8.12.2013

Restoring Perennial Grass Lands Can Save Us by Sucking Greenhouse Gases Out of the Atmosphere


The Earth has five pools or repositories where various forms carbon are absorbed, stored and re-cycled: the oceans (which contain 40 trillion tons of carbon), the atmosphere (800 billion tons), the soils (3.2 trillion tons), plants and forests (650 billion tons), and hydrocarbon/fossil fuel deposits (4 trillion tons). To avoid a major extinction event, we not only need to keep the remaining 3.2 trillion tons of carbon in the soil, where it is now (instead of allowing it to be released into the atmosphere as collateral damage from industrial agriculture), but we must also capture and sequester (through organic soil and land management) at least 100 billion tons of excess carbon that are currently over-saturating the atmosphere.

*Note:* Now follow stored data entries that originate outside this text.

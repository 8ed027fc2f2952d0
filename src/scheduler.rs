//! Dependency scheduler and serialized event loop.
//!
//! One thread owns every [`ProcessInstance`] and consumes a single event queue. Exit watchers
//! and probe threads only send events; restart delays and stop escalations are timers kept by
//! the loop itself. Lifecycle state changes go exclusively through [`transition`].
use std::{
    collections::{BTreeMap, HashMap},
    sync::{
        Arc,
        mpsc::{self, RecvTimeoutError},
    },
    time::Instant,
};

use nix::sys::signal::Signal;
use tracing::{debug, error, info, warn};

use crate::constants::EVENT_LOOP_IDLE_WAIT;
use crate::descriptor::ProcessDescriptor;
use crate::error::SupervisorError;
use crate::graph::DependencyGraph;
use crate::health::{self, HealthReport, HealthStatus, ProbeRegistry, ProbeTarget};
use crate::instance::ProcessInstance;
use crate::launcher;
use crate::lifecycle::{
    Control, Effect, ExitKind, LaunchOutcome, LifecycleEvent, ProcessState, transition,
};
use crate::restart::{RestartDecision, RestartPolicyEngine};
use crate::shutdown::ShutdownCoordinator;
use crate::status::{StatusReporter, SupervisorSnapshot};

/// Messages accepted by the event loop.
#[derive(Debug)]
pub(crate) enum SchedulerEvent {
    Lifecycle {
        process: String,
        generation: u64,
        event: LifecycleEvent,
    },
    Probe {
        process: String,
        generation: u64,
        report: HealthReport,
    },
    /// Begin shutdown; `done` is signalled once every process is terminal.
    Shutdown { done: mpsc::Sender<()> },
}

#[derive(Debug)]
enum Timer {
    Restart { process: String, generation: u64 },
    ForceKill { process: String, generation: u64 },
}

/// Cloneable sender side of the event loop.
#[derive(Debug, Clone)]
pub(crate) struct SchedulerHandle {
    sender: mpsc::Sender<SchedulerEvent>,
}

There are safe and sane solutions. The one we'll focus on today is 'The Perennial Solution'. As Richard Westwood, professor of environmental science and studies with the University of Winnipeg says, "The tall grass prairie which once extended from Canada all the way down to Texas is probably the most threatened ecosystem in North America. There is only about one per cent of it left."

The annual grains that government subsidized corporate agriculture grows on what was once the tall grass prairie create many problems including the run off of chemical fertilizers and pesticides into our watersheds, the consumption of huge quantities of fossil fuel products, the overuse of our limited fresh water resources and the direct emission of billions of tons of carbon that was safely sequestered in the living soil's biomass. The thrifty perennials, with their long roots hold on to soil, water, and fertilizer, which means less of all types of pollution including carbon pollution of the atmosphere.

Modern industrial agriculture has in a few decades done as much harm to the health our global atmosphere as it has to the health of the humans who consume its toxic products. Research shows that perennial grasses sequester carbon. "Soils are like a bank account. You should only draw out what you put in." says Rattan Lal of Ohio State University, “Keeping and putting carbon in its rightful place needs to be the mantra for humanity if we want to continue to eat, drink and combat global warming, concluded 200 researchers from more than 30 countries."

Organizations like the American Grassfed Association and its members like Martha Holdridge, owner of West Wind Farm, who used soil samples to determine that her West Virginia farm sequestered 15 tons of CO2 per acre over the past four years know the truth.

Wes Jackson's Commencement Address at University of Kansas this spring focused on The Land Institute who's scientists have proved that agricultural landscapes that absorb greenhouse gases, protect soil, water, and air can feed us profitably. Wes's institute is working to perennialize major crops and domesticate some promising wild species like Kernza, a relative of wheat and other grasses, on their Salina Calif. experimental farm and in Minnesota. They are also working on the perennialization of upland rice in China.

Ted Turner is another inspiring individual who is putting his money where his mouth is by buying up huge tracts of tall grass prairie that has been destroyed by industrial agriculture and is successfully returning it to its former fertility in conjunction with re-establishing and expanding one of the few remaining genetically pure bison herds on his 500,000 acres [or more, it grows constantly].

As these examples illustrate that a few individuals can, and are, starting without government grants or permission to use the tools of our regenerative Mother Earth freely provides for re-building soil carbon sequestration through the re-establishment of perennial grasses.

Restoration of North America's tall grass prairie ranches can become a significant sink for the sequestration of existing greenhouse gasses, literally sucking excess greenhouse gases out of the atmosphere and sequestering them safely in the soil, where they belong. A shift from seed grains to perennial grasses would, over time, re-sequester those 100 billion tons of excess carbon in our atmosphere and as Ted Turner is busy demonstrating and lecturing about, make a profit doing it. Please check out this awesome library and its links that lead to the research results and conclusions drawn from those results by some of the world's leading scientists.


"Treat the earth well: it was not given to you by your parents, it was loaned to you by your children. We do not inherit the Earth from our ancestors, we borrow it from our children."